Partager l'article ! Une enquête de Catherine D. - le départ -: Le départ Si elle continue à me regarder comme ça la vieille bique près ...
Le
départ
Si elle continue à me regarder comme ça la vieille bique près de la fenêtre, je vais lui faire avaler son dentier, ça va lui ravaler la façade.
J’ai beau essayer de me concentrer sur ce que je tiens entre les mains, je n’arrive pas à faire abstraction des regards
qui ne cessent de balayer mon corps depuis que je me suis installée dans le compartiment. Faut dire que je suis une sacrée grosse, obèse même ! …mais drôlement jolie du visage. Ça va faire
huit ans maintenant que j’ai décidé de disparaître.
Se rendre méconnaissable ça fait partie du packaging que je me suis choisi le 31 décembre 1999 au moment où j’ai définitivement quitté mon domicile et mon ancienne vie. La prise de poids, y a rien de tel pour vous donner le don d’invisibilité. Je sais de quoi je parle, j’ai été criminologiste….La seule chose qu’on retiendra de vous, c’est la quantité de place que vous avez prise aux autres.
Tout en haussant les épaules, je fusille du regard la fausse blonde qui me fait face et je replonge mon joli nez dans mon dossier graisseux. Pour la énième fois, je relis le nom et l’adresse sur l’enveloppe. Il y a quinze jours, j’ai découvert le tout sous le porche de l’hôtel particulier où je crèche depuis le début de l’automne.
A Paris, tu as intérêt à faire vite si tu veux avoir une place au chaud pour l’hiver. Marie Planchon, 16 rue Montevideo, 75016 Paris.
C’est une invitation pour se rendre à un week-end de retrouvailles. Il ne m’a fallu pas plus d’une petite huitaine pour l’identifier, la Planchon, en me planquant près des boîtes aux lettres.

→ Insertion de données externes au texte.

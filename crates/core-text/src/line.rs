//! Lazy line store with three temperatures.
//!
//! A line starts COLD: no cells, only a byte span into the buffer's mmap
//! region. The first reader promotes it to WARM by decoding the backing
//! bytes; an edit promotes it to HOT, after which the backing span is stale
//! and must not be read. Transitions never go backwards within a session.
//!
//! The temperature and the one-shot warming claim are the only fields that
//! tolerate cross-thread access (acquire loads, release stores, an
//! acquire-release compare-exchange for the claim). Cell writes themselves
//! go through the per-line `RwLock`: the claim decides *who* materializes,
//! the lock makes the write itself sound. A second warmer arriving during
//! materialization spins on the temperature; the wait is bounded by line
//! length.

use std::sync::atomic::{AtomicBool, AtomicU8, Ordering};
use std::sync::{Mutex, RwLock, RwLockReadGuard, RwLockWriteGuard};

use crate::cell::Cell;
use crate::error::{CoreError, Result};
use crate::wrap::{self, WrapMode};

/// Initial capacity of a cell array; growth doubles from here.
pub const CELLS_INITIAL_CAPACITY: usize = 128;
/// Initial capacity of a buffer's line array; growth doubles from here.
pub const LINES_INITIAL_CAPACITY: usize = 256;

/// Doubling growth target: smallest `base * 2^k` holding `needed`.
pub(crate) fn grown_capacity(base: usize, needed: usize) -> usize {
    let mut cap = base.max(1);
    while cap < needed {
        cap = cap.saturating_mul(2);
    }
    cap
}

/// Reserve room for `additional` more cells under the doubling policy.
pub(crate) fn reserve_cells(cells: &mut Vec<Cell>, additional: usize) -> Result<()> {
    let needed = cells.len().saturating_add(additional);
    if needed > cells.capacity() {
        let target = grown_capacity(CELLS_INITIAL_CAPACITY.max(cells.capacity()), needed);
        cells
            .try_reserve_exact(target - cells.len())
            .map_err(|_| CoreError::Alloc)?;
    }
    Ok(())
}

#[repr(u8)]
#[derive(Debug, Clone, Copy, PartialEq, Eq)]
pub enum Temperature {
    /// Cells not materialized; the mmap span describes the content.
    Cold = 0,
    /// Cells decoded; content equals the backing bytes.
    Warm = 1,
    /// Cells edited; the backing span is stale.
    Hot = 2,
}

impl Temperature {
    fn from_u8(v: u8) -> Temperature {
        match v {
            0 => Temperature::Cold,
            1 => Temperature::Warm,
            _ => Temperature::Hot,
        }
    }
}

/// Byte range of a line inside the mmap region (carriage return and newline
/// excluded).
#[derive(Debug, Clone, Copy, Default)]
pub struct Span {
    pub offset: usize,
    pub len: usize,
}

/// Memoised soft-wrap segmentation. `width == 0` marks the cache invalid.
#[derive(Debug, Default)]
pub(crate) struct WrapCache {
    width: u16,
    mode: WrapMode,
    starts: Vec<u32>,
}

pub struct Line {
    cells: RwLock<Vec<Cell>>,
    temp: AtomicU8,
    warming: AtomicBool,
    span: Span,
    wrap: Mutex<WrapCache>,
}

impl Line {
    /// A COLD line described only by its backing span.
    pub fn cold(offset: usize, len: usize) -> Line {
        Line {
            cells: RwLock::new(Vec::new()),
            temp: AtomicU8::new(Temperature::Cold as u8),
            warming: AtomicBool::new(false),
            span: Span { offset, len },
            wrap: Mutex::new(WrapCache::default()),
        }
    }

    /// A HOT line with materialized cells and no backing.
    pub fn hot(cells: Vec<Cell>) -> Line {
        Line {
            cells: RwLock::new(cells),
            temp: AtomicU8::new(Temperature::Hot as u8),
            warming: AtomicBool::new(false),
            span: Span::default(),
            wrap: Mutex::new(WrapCache::default()),
        }
    }

    pub fn temperature(&self) -> Temperature {
        Temperature::from_u8(self.temp.load(Ordering::Acquire))
    }

    pub fn span(&self) -> Span {
        self.span
    }

    /// Decode the backing bytes into cells, COLD -> WARM. Returns `true` if
    /// this call performed the promotion, `false` if the line was already
    /// warm (or became warm while we waited on a concurrent warmer).
    ///
    /// `backing` is the whole mmap region; the line slices its own span.
    pub fn warm(&self, backing: &[u8]) -> Result<bool> {
        if self.temperature() != Temperature::Cold {
            return Ok(false);
        }
        if self
            .warming
            .compare_exchange(false, true, Ordering::AcqRel, Ordering::Acquire)
            .is_err()
        {
            // Someone else holds the claim; the work is bounded by line
            // length, so poll rather than queue.
            while self.temperature() == Temperature::Cold {
                std::hint::spin_loop();
            }
            return Ok(false);
        }
        // Claim held. Re-check: the previous holder may have finished
        // between our temperature probe and the exchange.
        if self.temperature() != Temperature::Cold {
            self.warming.store(false, Ordering::Release);
            return Ok(false);
        }
        let result = self.decode(backing);
        if result.is_ok() {
            self.temp.store(Temperature::Warm as u8, Ordering::Release);
        }
        self.warming.store(false, Ordering::Release);
        result.map(|_| true)
    }

    fn decode(&self, backing: &[u8]) -> Result<()> {
        let end = self.span.offset.saturating_add(self.span.len);
        let bytes = backing
            .get(self.span.offset..end.min(backing.len()))
            .unwrap_or(&[]);
        let text = String::from_utf8_lossy(bytes);
        let mut cells = self.cells.write().map_err(|_| CoreError::Lock("line cells"))?;
        reserve_cells(&mut cells, bytes.len())?;
        cells.extend(text.chars().map(Cell::new));
        Ok(())
    }

    /// Stale-backing transition; every cell mutation routes through here.
    pub fn mark_hot(&self) {
        self.temp.store(Temperature::Hot as u8, Ordering::Release);
        self.invalidate_wrap();
    }

    pub fn cells(&self) -> Result<RwLockReadGuard<'_, Vec<Cell>>> {
        self.cells.read().map_err(|_| CoreError::Lock("line cells"))
    }

    pub fn cells_mut(&self) -> Result<RwLockWriteGuard<'_, Vec<Cell>>> {
        self.cells.write().map_err(|_| CoreError::Lock("line cells"))
    }

    /// Cell count; 0 for a COLD line.
    pub fn len(&self) -> usize {
        self.cells.read().map(|c| c.len()).unwrap_or(0)
    }

    pub fn is_empty(&self) -> bool {
        self.len() == 0
    }

    /// Decoded content as a `String` (empty for a COLD line).
    pub fn text(&self) -> String {
        self.cells
            .read()
            .map(|c| c.iter().map(|cell| cell.ch).collect())
            .unwrap_or_default()
    }

    /// Segment start columns for soft wrap, recomputing only when the cache
    /// was computed for a different width or mode.
    pub fn wrap_starts(&self, width: u16, mode: WrapMode, tab_width: usize) -> Result<Vec<u32>> {
        let mut cache = self.wrap.lock().map_err(|_| CoreError::Lock("wrap cache"))?;
        if cache.width == width && cache.mode == mode && width != 0 {
            return Ok(cache.starts.clone());
        }
        let cells = self.cells()?;
        cache.starts = wrap::compute_segments(&cells, width, mode, tab_width);
        cache.width = width;
        cache.mode = mode;
        Ok(cache.starts.clone())
    }

    /// True iff the cached segments were computed at exactly this width and
    /// mode.
    pub fn wrap_cache_is_valid(&self, width: u16, mode: WrapMode) -> bool {
        self.wrap
            .lock()
            .map(|c| c.width != 0 && c.width == width && c.mode == mode)
            .unwrap_or(false)
    }

    pub fn invalidate_wrap(&self) {
        if let Ok(mut cache) = self.wrap.lock() {
            cache.width = 0;
            cache.starts.clear();
        }
    }
}

impl std::fmt::Debug for Line {
    fn fmt(&self, f: &mut std::fmt::Formatter<'_>) -> std::fmt::Result {
        f.debug_struct("Line")
            .field("temp", &self.temperature())
            .field("len", &self.len())
            .field("span", &self.span)
            .finish()
    }
}

#[cfg(test)]
mod tests {
    use super::*;

    #[test]
    fn cold_line_has_no_cells() {
        let l = Line::cold(0, 5);
        assert_eq!(l.temperature(), Temperature::Cold);
        assert_eq!(l.len(), 0);
    }

    #[test]
    fn warm_decodes_backing_span() {
        let backing = b"hello\nworld\n";
        let l = Line::cold(6, 5);
        assert!(l.warm(backing).unwrap());
        assert_eq!(l.temperature(), Temperature::Warm);
        assert_eq!(l.text(), "world");
    }

    #[test]
    fn warm_twice_is_noop() {
        let backing = b"abc";
        let l = Line::cold(0, 3);
        assert!(l.warm(backing).unwrap());
        assert!(!l.warm(backing).unwrap());
        assert_eq!(l.len(), 3);
    }

    #[test]
    fn invalid_utf8_decodes_to_replacement() {
        let backing = &[b'a', 0xff, b'b'][..];
        let l = Line::cold(0, 3);
        l.warm(backing).unwrap();
        assert_eq!(l.text(), "a\u{fffd}b");
    }

    #[test]
    fn mark_hot_invalidates_wrap() {
        let l = Line::hot("a b c".chars().map(Cell::new).collect());
        l.wrap_starts(4, WrapMode::Word, 4).unwrap();
        assert!(l.wrap_cache_is_valid(4, WrapMode::Word));
        l.mark_hot();
        assert!(!l.wrap_cache_is_valid(4, WrapMode::Word));
    }

    #[test]
    fn grown_capacity_doubles() {
        assert_eq!(grown_capacity(128, 1), 128);
        assert_eq!(grown_capacity(128, 129), 256);
        assert_eq!(grown_capacity(128, 700), 1024);
    }
}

Faire le sous-marin pour une baleine comme moi échouée dans le quartier, ce n'est pas des plus faciles ! Mais malgré mon pitoyable statut de SDF, je n'ai pas perdu mon radar. Avouons que baleine ou pas, quand t’as bossé pour la criminelle pendant dix ans, t’oublies pas tes vieux réflexes du jour au lendemain.
Le dossier, je l’ai extrait de la poubelle devant l’immeuble alors que je cherchais quelques astuces pour améliorer mon confort quotidien. On peut changer de vie, plus difficilement d'habitude, c’est un secret pour personne.

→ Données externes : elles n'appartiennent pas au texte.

//! Frame composition: project the buffer to the terminal.
//!
//! One frame is one batched write: hide cursor, home, rows (gutter + text
//! with overlays and soft wrap), status bar, message bar, cursor
//! placement, show cursor. The composed escape stream goes out in a single
//! `write_all` + flush, so partially painted frames never reach the
//! terminal.

use std::io::Write;
use std::time::Instant;

use crossterm::Command;
use crossterm::cursor::{Hide, MoveTo, Show};
use crossterm::terminal::{Clear, ClearType};

use core_state::{EditorState, Mode};
use core_syntax::{element_spans, span_at};
use core_text::{Cell, CellFlags, Result, WrapMode, width};
use core_worker::Match;

use crate::status::{message_line, status_line};
use crate::style::{Attr, Style, write_style};
use crate::theme::Theme;

/// A composed frame: the escape stream plus the final cursor cell
/// (0-based visual row/column).
pub struct Frame {
    pub ansi: String,
    pub cursor: (usize, usize),
}

/// Write a frame to the terminal in one call.
pub fn present(out: &mut impl Write, frame: &Frame) -> Result<()> {
    out.write_all(frame.ansi.as_bytes())?;
    out.flush()?;
    Ok(())
}

struct Overlays {
    selections: Vec<((usize, usize), (usize, usize))>,
    matches: Vec<Match>,
    current_match: Option<Match>,
    extra_cursors: Vec<(usize, usize)>,
}

fn collect_overlays(state: &EditorState) -> Overlays {
    let selections = state.cursors.iter().filter_map(|c| c.selection()).collect();
    let primary = state.cursors.primary().pos();
    let extra_cursors = state
        .cursors
        .iter()
        .map(|c| c.pos())
        .filter(|&p| p != primary)
        .collect();
    let mut matches = Vec::new();
    let mut current_match = None;
    if let Some(results) = &state.search.results
        && let Ok(shared) = results.lock()
        && shared.pattern == state.search.pattern
    {
        let lo = state.row_offset;
        let hi = state.row_offset + state.text_rows();
        matches.extend(
            shared
                .matches
                .iter()
                .filter(|m| m.row >= lo && m.row < hi)
                .copied(),
        );
        current_match = state
            .search
            .current
            .and_then(|i| shared.matches.get(i))
            .copied();
    }
    Overlays {
        selections,
        matches,
        current_match,
        extra_cursors,
    }
}

fn in_span(p: (usize, usize), span: &((usize, usize), (usize, usize))) -> bool {
    p >= span.0 && p < span.1
}

/// Compose the full frame for the current state.
pub fn render_frame(state: &EditorState, theme: &Theme, now: Instant) -> Result<Frame> {
    let text_rows = state.text_rows();
    let text_cols = state.text_cols();
    let gutter_w = state.gutter_width();
    let tab = state.tab_width;
    let overlays = collect_overlays(state);
    let primary = state.cursors.primary().pos();

    let mut ansi = String::new();
    let _ = Hide.write_ansi(&mut ansi);
    let _ = MoveTo(0, 0).write_ansi(&mut ansi);
    let mut cursor_vis = (0usize, gutter_w);

    let mut visual = 0usize;
    let mut row = state.row_offset;
    let line_count = state.buffer.line_count();
    'rows: while visual < text_rows {
        if row >= line_count {
            // Past the buffer: empty gutter, cleared line.
            let style = theme.gutter.on(theme.background);
            write_style(&mut ansi, &style, None);
            for _ in 0..gutter_w {
                ansi.push(' ');
            }
            let _ = Clear(ClearType::UntilNewLine).write_ansi(&mut ansi);
            ansi.push_str("\r\n");
            visual += 1;
            continue;
        }
        state.buffer.warm_line(row)?;
        let Some(line) = state.buffer.line(row) else {
            row += 1;
            continue;
        };
        let cells = line.cells()?.clone();
        let starts = line.wrap_starts(text_cols as u16, state.wrap_mode, tab)?;
        let hide_row = state.hybrid_markdown && primary.0 != row;
        let spans = if state.hybrid_markdown && primary.0 == row {
            element_spans(&cells)
        } else {
            Vec::new()
        };
        for (seg, &seg_start) in starts.iter().enumerate() {
            if visual >= text_rows {
                break 'rows;
            }
            let seg_start = seg_start as usize;
            let seg_end = starts
                .get(seg + 1)
                .map(|&s| s as usize)
                .unwrap_or(cells.len());
            draw_gutter(&mut ansi, theme, row, seg, gutter_w, primary.0 == row);
            let base_bg = if primary.0 == row {
                theme.cursor_line_bg
            } else {
                theme.background
            };
            let mut prev: Option<Style> = None;
            let mut rendered = 0usize; // within this segment
            for (col, cell) in cells
                .iter()
                .enumerate()
                .take(seg_end)
                .skip(seg_start)
            {
                if hidden(state, cell, hide_row, &spans, primary, col) {
                    continue;
                }
                let w = width::cell_width(cell.ch, rendered, tab);
                // Horizontal clipping only applies without wrap.
                if state.wrap_mode == WrapMode::None {
                    if rendered + w <= state.col_offset {
                        rendered += w;
                        continue;
                    }
                    if rendered >= state.col_offset + text_cols {
                        break;
                    }
                } else if rendered + w > text_cols && w > 0 {
                    break;
                }
                if (row, col) == primary {
                    cursor_vis = (
                        visual,
                        gutter_w + rendered - state.col_offset.min(rendered),
                    );
                }
                let style = cell_style(theme, &overlays, row, col, cell, base_bg);
                write_style(&mut ansi, &style, prev.as_ref());
                prev = Some(style);
                push_cell(&mut ansi, cell.ch, w);
                rendered += w;
            }
            if (row, cells.len()) == primary && cells.len() >= seg_start
                && (starts.get(seg + 1).is_none())
            {
                // Cursor sits at end of line: place it one past the text.
                cursor_vis = (
                    visual,
                    gutter_w + rendered.saturating_sub(state.col_offset.min(rendered)),
                );
            }
            let clear = Style::plain(theme.normal.fg).on(base_bg);
            write_style(&mut ansi, &clear, prev.as_ref());
            let _ = Clear(ClearType::UntilNewLine).write_ansi(&mut ansi);
            ansi.push_str("\r\n");
            visual += 1;
        }
        row += 1;
    }

    // Status and message bars.
    write_style(&mut ansi, &theme.status_bar, None);
    ansi.push_str(&status_line(state, state.screen_cols));
    let _ = Clear(ClearType::UntilNewLine).write_ansi(&mut ansi);
    ansi.push_str("\r\n");
    let msg_style = theme.message_bar.on(theme.background);
    write_style(&mut ansi, &msg_style, None);
    let message = message_line(state, now);
    ansi.extend(message.chars().take(state.screen_cols));
    let _ = Clear(ClearType::UntilNewLine).write_ansi(&mut ansi);

    // Prompts keep the terminal cursor in the message bar.
    let cursor = if matches!(state.mode, Mode::Search | Mode::GotoLine | Mode::SaveAs) {
        (state.screen_rows.saturating_sub(1), message.chars().count())
    } else {
        cursor_vis
    };
    let _ = MoveTo(cursor.1 as u16, cursor.0 as u16).write_ansi(&mut ansi);
    let _ = Show.write_ansi(&mut ansi);
    Ok(Frame { ansi, cursor })
}

fn hidden(
    state: &EditorState,
    cell: &Cell,
    hide_row: bool,
    spans: &[core_syntax::ElementSpan],
    primary: (usize, usize),
    col: usize,
) -> bool {
    if !cell.flags.contains(CellFlags::HIDEABLE) || !state.hybrid_markdown {
        return false;
    }
    if hide_row {
        return true;
    }
    // Cursor row: collapse only elements the cursor is outside of.
    match span_at(spans, col) {
        Some(span) => !(span.start <= primary.1 && primary.1 <= span.end),
        None => false,
    }
}

fn cell_style(
    theme: &Theme,
    overlays: &Overlays,
    row: usize,
    col: usize,
    cell: &Cell,
    base_bg: crate::style::Rgb,
) -> Style {
    let mut style = theme.style_for(cell.syntax);
    let pos = (row, col);
    let in_current = overlays
        .current_match
        .is_some_and(|m| m.row == row && col >= m.start_col && col < m.end_col);
    let in_match = overlays
        .matches
        .iter()
        .any(|m| m.row == row && col >= m.start_col && col < m.end_col);
    let in_selection = overlays.selections.iter().any(|s| in_span(pos, s));
    style.bg = Some(if in_current {
        theme.search_current_bg
    } else if in_match {
        theme.search_bg
    } else if in_selection {
        theme.selection_bg
    } else {
        style.bg.unwrap_or(base_bg)
    });
    if overlays.extra_cursors.contains(&pos) {
        style.attr |= Attr::REVERSE;
    }
    style
}

fn push_cell(ansi: &mut String, ch: char, w: usize) {
    match ch {
        '\t' => {
            for _ in 0..w {
                ansi.push(' ');
            }
        }
        c if (c as u32) < 0x20 => ansi.push('?'),
        c => ansi.push(c),
    }
}

fn draw_gutter(
    ansi: &mut String,
    theme: &Theme,
    row: usize,
    seg: usize,
    gutter_w: usize,
    active: bool,
) {
    let style = if active {
        theme.gutter_active.on(theme.background)
    } else {
        theme.gutter.on(theme.background)
    };
    write_style(ansi, &style, None);
    if seg == 0 {
        let number = (row + 1).to_string();
        for _ in 0..gutter_w.saturating_sub(number.len() + 1) {
            ansi.push(' ');
        }
        ansi.push_str(&number);
        ansi.push(' ');
    } else {
        // Continuation rows consume the gutter with the wrap indicator.
        for _ in 0..gutter_w.saturating_sub(2) {
            ansi.push(' ');
        }
        ansi.push_str("\u{21aa} ");
    }
}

Si au lieu de s’occuper de ses saloperies de multinationales qui font pencher toujours la planète du même côté mon mari, avait ne serait-ce que deux idées qui se suivent à mon sujet, cela ferait sûrement un bail qu’il m’aurait remis la main dessus.
Je n'aime pas le changement. Je dirais même mieux, je déteste tout ce qui vient perturber mes habitudes. Et si je
m’emballe pour un week-end en Sologne, c’est moins par envie de promenade que pour satisfaire mon penchant à dénouer ces intrigues tortueuses que les gens mettent des siècles à mettre au point et
que de fatales erreurs dénouent en un rien de temps (tu parles d’une « fatal error » ! ).
La fille qu’invite tout le monde, elle s’appelle Céline. Pourtant le beau monde qu’elle a invité, c’est pas du plus pur si j’en crois ses notes que je viens de lire en tournant les pages du dossier. Vous allez vous demander comment j’ai fait pour prendre le train et mettre ma carcasse dans un vêtement correct section taillissime d’un catalogue connu ?
A la fin du dossier, j’ai trouvé une nouvelle enveloppe dans laquelle étaient soigneusement pliés cinq billets de 500 euros. La vache, c’était plus qu’il m’en fallait pour me payer une bonne tranche de rigolade. Je n’ai eu plus qu’à prendre le train afin de rejoindre le château pour quadragénaires en mal d’affection. Ça doit quand même faire deux cents kilomètres de trajet, ce qui me laisse largement le temps de continuer à étudier le dossier.
La petite Céline a eu beau préciser, tenue de plongée exigée, je sens bien que c’est pas que de l’eau bleue qu’on va devoir traverser. Et moi la boue, j’aime ça, j’ai pas un air de Peggy la Cochonne pour rien.